Some medical centers in the survey said they are splitting doses. A vial is supposed to be used for one dose for one patient, but instead, they use it for more than one patient. That could lead to waste, though, because the entire vial needs to used within six hours of opening, said Erin Fox, an adjunct professor at the University of Utah College of Pharmacy and specialist in drug shortages.
Other drugs can be used instead of BCG, but they are more expensive and don’t work as well, Davies said.
“So not only can’t we give the right drug because of the shortage, but we have to spend more money,” he said.
BCG is just one of many drugs in shortage, including other cancer drugs for adults and for children.

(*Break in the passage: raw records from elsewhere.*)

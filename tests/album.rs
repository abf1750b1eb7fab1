//! End-to-end tests: folder → template → HTML through the public API.
//!
//! Run with: cargo test --test album

use albummer::config::{AlbumConfig, MediaConfig};
use albummer::generate::{self, GenerateError};
use albummer::parse::Parser;
use albummer::synth::{self, SortOrder, SynthOptions};
use albummer::template::BlockKind;
use std::fs;
use std::path::{Path, PathBuf};
use std::time::{Duration, SystemTime};
use tempfile::TempDir;

/// Create `names` in `dir` with mtimes one minute apart, in the given order.
fn dated_folder(root: &Path, dir: &str, names: &[&str]) -> PathBuf {
    let folder = root.join(dir);
    fs::create_dir_all(&folder).unwrap();
    let base = SystemTime::UNIX_EPOCH + Duration::from_secs(1_600_000_000);
    for (i, name) in names.iter().enumerate() {
        let path = folder.join(name);
        fs::write(&path, format!("bytes of {name}")).unwrap();
        fs::File::options()
            .write(true)
            .open(&path)
            .unwrap()
            .set_modified(base + Duration::from_secs(60 * i as u64))
            .unwrap();
    }
    folder
}

fn row_names(text: &str, base_dir: &Path) -> Vec<Vec<String>> {
    let doc = Parser::new(&MediaConfig::default())
        .with_base_dir(base_dir)
        .parse(text)
        .unwrap();
    doc.media_rows()
        .map(|row| row.items.iter().map(|i| i.name.clone()).collect())
        .collect()
}

#[test]
fn synthesized_template_parses_back_to_media_rows() {
    let tmp = TempDir::new().unwrap();
    // Video newest, images in mtime order a < b.
    let folder = dated_folder(tmp.path(), "trip", &["a.jpg", "b.jpg", "c.mp4"]);
    let template = tmp.path().join("trip.alb");
    let options = SynthOptions {
        columns: 2,
        order: SortOrder::from_token("asc"),
        stylesheet: None,
    };

    synth::make_template(&folder, &template, &options, &MediaConfig::default()).unwrap();

    let text = fs::read_to_string(&template).unwrap();
    assert!(text.ends_with("# trip\n\na.jpg   b.jpg\n\nc.mp4\n\n\n"));
    assert_eq!(
        row_names(&text, tmp.path()),
        vec![vec!["a.jpg", "b.jpg"], vec!["c.mp4"]]
    );
}

#[test]
fn video_between_images_gets_its_own_row() {
    let tmp = TempDir::new().unwrap();
    let folder = dated_folder(tmp.path(), "trip", &["a.jpg", "c.mp4", "b.jpg"]);
    fs::write(tmp.path().join("x.css"), "").unwrap();
    let template = tmp.path().join("trip.alb");
    let options = SynthOptions {
        columns: 2,
        order: SortOrder::Ascending,
        stylesheet: Some("x.css".into()),
    };

    synth::make_template(&folder, &template, &options, &MediaConfig::default()).unwrap();

    let text = fs::read_to_string(&template).unwrap();
    assert!(text.ends_with("# trip\n\na.jpg\n\nc.mp4\n\nb.jpg\n\n"));
    assert_eq!(
        row_names(&text, tmp.path()),
        vec![vec!["a.jpg"], vec!["c.mp4"], vec!["b.jpg"]]
    );
}

#[test]
fn make_template_then_generate_embeds_everything() {
    let tmp = TempDir::new().unwrap();
    let folder = dated_folder(tmp.path(), "trip", &["a.jpg", "b.png", "c.mp4"]);
    let template = tmp.path().join("trip.alb");

    synth::make_template(
        &folder,
        &template,
        &SynthOptions::default(),
        &MediaConfig::default(),
    )
    .unwrap();
    let result = generate::generate(&template, &AlbumConfig::default(), tmp.path(), None).unwrap();

    assert_eq!(result.output, tmp.path().join("trip.html"));
    let html = fs::read_to_string(&result.output).unwrap();
    assert!(html.contains("<style>"));
    assert!(html.contains(synth::DEFAULT_CSS.lines().next().unwrap()));
    assert!(html.contains("<h1>trip</h1>"));
    assert!(html.contains("data:image/jpeg;base64,"));
    assert!(html.contains("data:image/png;base64,"));
    assert!(html.contains("data:video/mp4;base64,"));
    assert!(html.contains(r#"<div class="filename">c.mp4</div>"#));
    assert_eq!(html.matches(r#"style="width:50%;""#).count(), 2);
    assert!(!html.contains(":folder"));
}

#[test]
fn last_stylesheet_wins() {
    let tmp = TempDir::new().unwrap();
    fs::write(tmp.path().join("x.css"), "p { color: red }").unwrap();
    fs::write(tmp.path().join("y.css"), "p { color: blue }").unwrap();
    let template = tmp.path().join("album.alb");
    fs::write(&template, ":use x.css\n:use y.css\nHello\n").unwrap();

    let result = generate::generate(&template, &AlbumConfig::default(), tmp.path(), None).unwrap();

    let html = fs::read_to_string(result.output).unwrap();
    assert!(html.contains("<style>p { color: blue }</style>"));
    assert!(!html.contains("red"));
}

#[test]
fn second_folder_replaces_media_set() {
    let tmp = TempDir::new().unwrap();
    dated_folder(tmp.path(), "one", &["a.jpg"]);
    dated_folder(tmp.path(), "two", &["b.jpg"]);

    let doc = Parser::new(&MediaConfig::default())
        .with_base_dir(tmp.path())
        .parse(":folder one\na.jpg\n:folder two\na.jpg\nb.jpg\n")
        .unwrap();

    let kinds: Vec<&str> = doc
        .blocks
        .iter()
        .map(|b| match &b.kind {
            BlockKind::Directive(_) => "directive",
            BlockKind::MediaRow(_) => "media",
            BlockKind::Narrative(_) => "narrative",
        })
        .collect();
    assert_eq!(
        kinds,
        vec!["directive", "media", "directive", "narrative", "media"]
    );
    let last = doc.media_rows().last().unwrap();
    assert_eq!(last.folder, tmp.path().join("two"));
}

#[test]
fn malformed_use_reports_line_and_writes_nothing() {
    let tmp = TempDir::new().unwrap();
    let template = tmp.path().join("album.alb");
    fs::write(&template, ":show_filenames\n\n:use\n").unwrap();

    let err = generate::generate(&template, &AlbumConfig::default(), tmp.path(), None).unwrap_err();

    assert!(matches!(err, GenerateError::Parse(_)));
    assert_eq!(err.to_string(), "line 3: directive :use requires an argument");
    assert!(!tmp.path().join("album.html").exists());
}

Carlone wonders why the FDA can’t do more to persuade companies to make drugs that aren’t necessarily very lucrative.
“To me, this is a failure,” he said. “As Americans, you rely on [government] institutions, and the institutions are failing as far as I’m concerned.”
According to the FDA statement, the agency “cannot require a pharmaceutical company to make a drug – or make more of a drug – even if it is medically necessary. In addition, we cannot control how much of a drug is distributed – or which purchasers will be given priority.”
Marta Wosińska, a former senior FDA official, said the federal government could offer financial incentives for pharmaceutical companies to make drugs that are in shortage, similar to the way the government has paid them to make Covid-19 vaccines and treatments.
Wosińska, an economist at the Brookings Institution, said it would be “a little bit of a tall order” to expect pharmaceutical companies to make drugs, or increase production of drugs, that aren’t particularly profitable.
“They have a fiduciary responsibility to their shareholders, so you can only ask them to do so much,” said Wosińska, who worked on drug shortages as director of the economics staff at the FDA’s Center for Drug Evaluation and Research before she left the agency in 2016.
Dr. Yoram Unguru, a member of the core faculty at the Johns Hopkins Berman Institute of Bioethics, said that “pharmaceutical companies can continue to generate profits while ensuring access to essential medicines.”
He added that the government has an obligation to fix these shortages.
“The federal government must take a more hands-on approach and maintain a critical stockpile of essential lifesaving medicines and set prices for medications, akin to existing rate-setting bodies that oversee public utilities,” he said.
The BCG shortage is expected to continue for years.